### Directions:
Find the line with "status feed (BIXI Montréal)." in the records below. Copy it and every line after it, up to and including the line with "without a network.".

### Material provided:

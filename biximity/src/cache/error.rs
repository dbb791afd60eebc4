//! Cache error types.

use std::path::PathBuf;

/// Errors from reading or writing cached entries.
#[derive(Debug, thiserror::Error)]
pub enum CacheError {
    /// Filesystem operation failed
    #[error("cache I/O error at {path}: {source}")]
    Io {
        path: PathBuf,
        #[source]
        source: std::io::Error,
    },

    /// Value could not be serialized
    #[error("failed to serialize cache entry {key}: {message}")]
    Serialize { key: String, message: String },

    /// In-memory store was poisoned by a panicking writer
    #[error("cache store poisoned")]
    Poisoned,
}

#[cfg(test)]
mod tests {
    use super::*;

    #[test]
    fn error_display() {
        let err = CacheError::Serialize {
            key: "lastStations.json".into(),
            message: "boom".into(),
        };
        assert_eq!(
            err.to_string(),
            "failed to serialize cache entry lastStations.json: boom"
        );
    }
}
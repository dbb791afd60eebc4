//! GBFS feed client.

use std::future::Future;
use std::time::Duration;

use serde::de::DeserializeOwned;
use tracing::debug;

use crate::domain::{StationInfo, StationStatus};

use super::error::FeedError;
use super::types::FeedResponse;

/// Default station information feed (BIXI Montréal).
pub const DEFAULT_INFO_URL: &str = "https://gbfs.velobixi.com/gbfs/en/station_information.json";

/// Default station status feed (BIXI Montréal).
pub const DEFAULT_STATUS_URL: &str = "https://gbfs.velobixi.com/gbfs/en/station_status.json";

/// Source of station metadata and live availability.
///
/// This abstraction allows the pipeline to be tested without a network.
pub trait StationFeed {
    /// Fetch the full station list.
    fn fetch_stations(&self) -> impl Future<Output = Result<Vec<StationInfo>, FeedError>> + Send;

    /// Fetch live availability for every station.
    fn fetch_statuses(&self)
    -> impl Future<Output = Result<Vec<StationStatus>, FeedError>> + Send;
}

/// Configuration for the GBFS client.
#[derive(Debug, Clone)]
pub struct GbfsConfig {
    /// URL of `station_information.json`
    pub info_url: String,
    /// URL of `station_status.json`
    pub status_url: String,
    /// Request timeout; `None` leaves reqwest's default (no timeout)
    pub timeout_secs: Option<u64>,
}

impl GbfsConfig {
    /// Create a config pointing at the given feeds.
    pub fn new(info_url: impl Into<String>, status_url: impl Into<String>) -> Self {
        Self {
            info_url: info_url.into(),
            status_url: status_url.into(),
            timeout_secs: None,
        }
    }

    /// Set a request timeout.
    pub fn with_timeout(mut self, secs: u64) -> Self {
        self.timeout_secs = Some(secs);
        self
    }
}

impl Default for GbfsConfig {
    fn default() -> Self {
        Self::new(DEFAULT_INFO_URL, DEFAULT_STATUS_URL)
    }
}

/// HTTP client for a GBFS system.
#[derive(Debug, Clone)]
pub struct GbfsClient {
    http: reqwest::Client,
    info_url: String,
    status_url: String,
}

impl GbfsClient {
    /// Create a new GBFS client.
    pub fn new(config: GbfsConfig) -> Result<Self, FeedError> {
        let mut builder = reqwest::Client::builder();
        if let Some(secs) = config.timeout_secs {
            builder = builder.timeout(Duration::from_secs(secs));
        }
        let http = builder
            .build()
            .map_err(|e| FeedError::Config(e.to_string()))?;

        Ok(Self {
            http,
            info_url: config.info_url,
            status_url: config.status_url,
        })
    }

    /// GET a feed and return its `data.stations` array.
    async fn fetch_feed<T: DeserializeOwned>(&self, url: &str) -> Result<Vec<T>, FeedError> {
        let response = self.http.get(url).send().await?;
        let status = response.status();

        if !status.is_success() {
            return Err(FeedError::Status {
                status: status.as_u16(),
                url: url.to_string(),
            });
        }

        let body = response.text().await?;

        let feed: FeedResponse<T> = serde_json::from_str(&body).map_err(|e| FeedError::Json {
            message: e.to_string(),
        })?;

        debug!(url, count = feed.data.stations.len(), "fetched feed");
        Ok(feed.data.stations)
    }
}

impl StationFeed for GbfsClient {
    async fn fetch_stations(&self) -> Result<Vec<StationInfo>, FeedError> {
        self.fetch_feed(&self.info_url).await
    }

    async fn fetch_statuses(&self) -> Result<Vec<StationStatus>, FeedError> {
        self.fetch_feed(&self.status_url).await
    }
}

### Answer for this exercise:
/// Default station status feed (BIXI Montréal).
pub const DEFAULT_STATUS_URL: &str = "https://gbfs.velobixi.com/gbfs/en/station_status.json";

/// Source of station metadata and live availability.
///
/// This abstraction allows the pipeline to be tested without a network.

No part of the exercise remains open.